What do you mean by "retired"?

Yes, if you include classes in your application that aren't used, and those
classes reference resources that don't exist, or define resources in a
namespace unavailable to the class, deployment should fail.

Our goal has always been to detect these errors as soon as possible, usually
at deployment time. It's impossible to know whether these errors will cause
the application to fail or will be harmless.

> I know we are supposed to be discussing the ideal behavior and not get into
> whether or not its an MR. However, I think its important to note there’s
> still that case where JSR-250 annotations are used by some third party
> framework, since they are generic, and now the EE container wants to take
> control of those. That’s probably ok for EE8. Although, at least, in our case
> we have already shipped an EE7 server (WildFly 8.0-8.2), so breaking them in
> a patch release (to conform to an MR) seems a bit unfair to them.
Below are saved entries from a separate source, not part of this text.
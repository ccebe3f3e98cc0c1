use chrono::{DateTime, Utc};

use crate::series::Series;

/// One hourly candle plus the daily fields carried forward onto it. The
/// `d_*` fields stay `None` for rows older than the first daily candle.
#[derive(Debug, Clone, PartialEq)]
pub struct MergedRow {
    pub ts: DateTime<Utc>,
    pub open: f64,
    pub high: f64,
    pub low: f64,
    pub close: f64,
    pub volume: f64,
    pub d_open: Option<f64>,
    pub d_high: Option<f64>,
    pub d_low: Option<f64>,
    pub d_close: Option<f64>,
    pub d_volume: Option<f64>,
}

#[derive(Default, Debug, Clone, PartialEq)]
pub struct MergedTable(Vec<MergedRow>);

impl MergedTable {
    pub fn rows(&self) -> &[MergedRow] {
        &self.0
    }

    pub fn len(&self) -> usize {
        self.0.len()
    }

    pub fn is_empty(&self) -> bool {
        self.0.is_empty()
    }

    pub fn tail(&self, n: usize) -> &[MergedRow] {
        &self.0[self.0.len().saturating_sub(n)..]
    }
}

/// Re-expresses `daily` on the timestamp index of `hourly`: every hourly
/// row gets the latest daily candle at or before its timestamp. Both
/// inputs must be ascending, which `Series` guarantees.
pub fn merge_daily_into_hourly(hourly: &Series, daily: &Series) -> MergedTable {
    let daily_candles = daily.candles();
    let mut next_daily = 0;

    let mut rows: Vec<MergedRow> = hourly
        .iter()
        .map(|hour| {
            while next_daily < daily_candles.len() && daily_candles[next_daily].ts <= hour.ts {
                next_daily += 1;
            }
            let carried = next_daily.checked_sub(1).map(|i| &daily_candles[i]);

            MergedRow {
                ts: hour.ts,
                open: hour.open,
                high: hour.high,
                low: hour.low,
                close: hour.close,
                volume: hour.volume,
                d_open: carried.map(|d| d.open),
                d_high: carried.map(|d| d.high),
                d_low: carried.map(|d| d.low),
                d_close: carried.map(|d| d.close),
                d_volume: carried.map(|d| d.volume),
            }
        })
        .collect();

    // The daily close column is repurposed: it always mirrors the hourly
    // close, replacing whatever the carry-forward put there.
    for row in rows.iter_mut() {
        row.d_close = Some(row.close);
    }

    MergedTable(rows)
}
use market_history::merge::MergedTable;

pub fn write_csv(table: &MergedTable, path: &str) -> anyhow::Result<()> {
    let mut writer = csv::Writer::from_path(path)?;

    writer.write_record([
        "timestamp", "open", "high", "low", "close", "volume", "D_open", "D_high", "D_low",
        "D_close", "D_volume",
    ])?;

    for row in table.rows() {
        writer.write_record(&[
            row.ts.to_rfc3339(),
            row.open.to_string(),
            row.high.to_string(),
            row.low.to_string(),
            row.close.to_string(),
            row.volume.to_string(),
            fmt_field(row.d_open),
            fmt_field(row.d_high),
            fmt_field(row.d_low),
            fmt_field(row.d_close),
            fmt_field(row.d_volume),
        ])?;
    }

    writer.flush()?;
    Ok(())
}

pub fn print_tail(table: &MergedTable, n: usize) {
    println!(
        "{:<26} {:>9} {:>9} {:>9} {:>9} {:>12} {:>9} {:>9} {:>9} {:>9} {:>12}",
        "timestamp",
        "open",
        "high",
        "low",
        "close",
        "volume",
        "D_open",
        "D_high",
        "D_low",
        "D_close",
        "D_volume"
    );
    for row in table.tail(n) {
        println!(
            "{:<26} {:>9.5} {:>9.5} {:>9.5} {:>9.5} {:>12.2} {:>9} {:>9} {:>9} {:>9} {:>12}",
            row.ts.to_rfc3339(),
            row.open,
            row.high,
            row.low,
            row.close,
            row.volume,
            fmt_field(row.d_open),
            fmt_field(row.d_high),
            fmt_field(row.d_low),
            fmt_field(row.d_close),
            fmt_field(row.d_volume),
        );
    }
}

fn fmt_field(value: Option<f64>) -> String {
    value.map(|v| v.to_string()).unwrap_or_default()
}
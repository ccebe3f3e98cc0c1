use std::cmp::Ordering;

use tracing::info;

use crate::candle::Candle;

/// Candles ordered by timestamp, one candle per timestamp.
#[derive(Default, Debug, Clone, PartialEq)]
pub struct Series(Vec<Candle>);

impl Series {
    pub fn new(candles: Vec<Candle>) -> Self {
        Self(candles)
    }

    /// Normalizes whatever the provider sent: sorts ascending, then folds
    /// through `join` so a duplicated timestamp keeps the last occurrence.
    pub fn from_unordered(mut candles: Vec<Candle>) -> Self {
        candles.sort_by_key(|c| c.ts);

        let mut series = Series::default();
        for candle in candles {
            series.join(candle);
        }
        series
    }

    pub fn join(&mut self, candle: Candle) {
        let Some(last) = self.0.last_mut() else {
            self.0.push(candle);
            return;
        };
        match last.ts.cmp(&candle.ts) {
            Ordering::Equal => {
                *last = candle;
            }
            Ordering::Less => {
                self.0.push(candle);
            }
            Ordering::Greater => {
                info!(?candle, "Ignore too old candle");
            }
        }
    }

    pub fn candles(&self) -> &[Candle] {
        &self.0
    }

    pub fn iter(&self) -> impl Iterator<Item = &Candle> {
        self.0.iter()
    }

    pub fn len(&self) -> usize {
        self.0.len()
    }

    pub fn is_empty(&self) -> bool {
        self.0.is_empty()
    }

    pub fn first(&self) -> Option<&Candle> {
        self.0.first()
    }

    pub fn last(&self) -> Option<&Candle> {
        self.0.last()
    }
}
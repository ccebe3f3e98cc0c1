use std::env;

use market_history::{fetch_series, merge::merge_daily_into_hourly, FetchSeriesInput};
use sources_common::interval::Interval;
use tracing::info;
use url::Url;

mod output;

const SYMBOL: &str = "EUR/USD";
const OUTPUT_FILE: &str = "eurusd_1h_plus_1d.csv";
const CANDLES_LIMIT: u32 = 5000;

async fn runner(api_key: String) -> anyhow::Result<()> {
    let api_host: Url = twelvedata::API_HOST.parse()?;

    let hourly = fetch_series(FetchSeriesInput {
        api_host: api_host.clone(),
        api_key: api_key.clone(),
        symbol: SYMBOL.to_string(),
        interval: Interval::hours(1),
        outputsize: CANDLES_LIMIT,
    })
    .await?;

    let daily = fetch_series(FetchSeriesInput {
        api_host,
        api_key,
        symbol: SYMBOL.to_string(),
        interval: Interval::days(1),
        outputsize: CANDLES_LIMIT,
    })
    .await?;

    info!(hourly = hourly.len(), daily = daily.len(), "Merge series");
    let merged = merge_daily_into_hourly(&hourly, &daily);

    output::write_csv(&merged, OUTPUT_FILE)?;

    println!("Saved {OUTPUT_FILE}");
    output::print_tail(&merged, 3);

    Ok(())
}

#[tokio::main]
async fn main() {
    dotenv::dotenv().ok();
    tracing_subscriber::fmt::init();

    let api_key = match env::var("TD_API_KEY") {
        Ok(key) if !key.is_empty() => key,
        _ => {
            eprintln!("Set TD_API_KEY environment variable first.");
            std::process::exit(1);
        }
    };

    if let Err(e) = runner(api_key).await {
        eprintln!("{e:#}");
        std::process::exit(1);
    }
}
Granted we
> could provide a flag for them to get them by if it was decided to go this
> route.

We never intended that JSR-250 annotations could be used in a Java EE
application for something other than what Java EE defines.

That's different than JSR-330 annotations, which we knew were being used
outside of CDI, and we wanted to allow products to support applications
with those annotations but without CDI interpreting those annotations.

If a Java EE product isn't always processing JSR-250 annotations as required
by the Java EE spec, it's not compatible with the spec.

> One thing I wonder though, is does this really bring enough value to justify
> the cost of the change? For example, it takes just one extra annotation to
> make a class a component (e.g. ManagedBean/Singleton/ApplicationScoped etc).

I'm not sure what change you're referring to.

We haven't been trying to *change* anything, only to clarify what we
originally intended. Admittedly our first attempt wasn't quite right,
but I'm hoping we're converging on agreement of the original intent.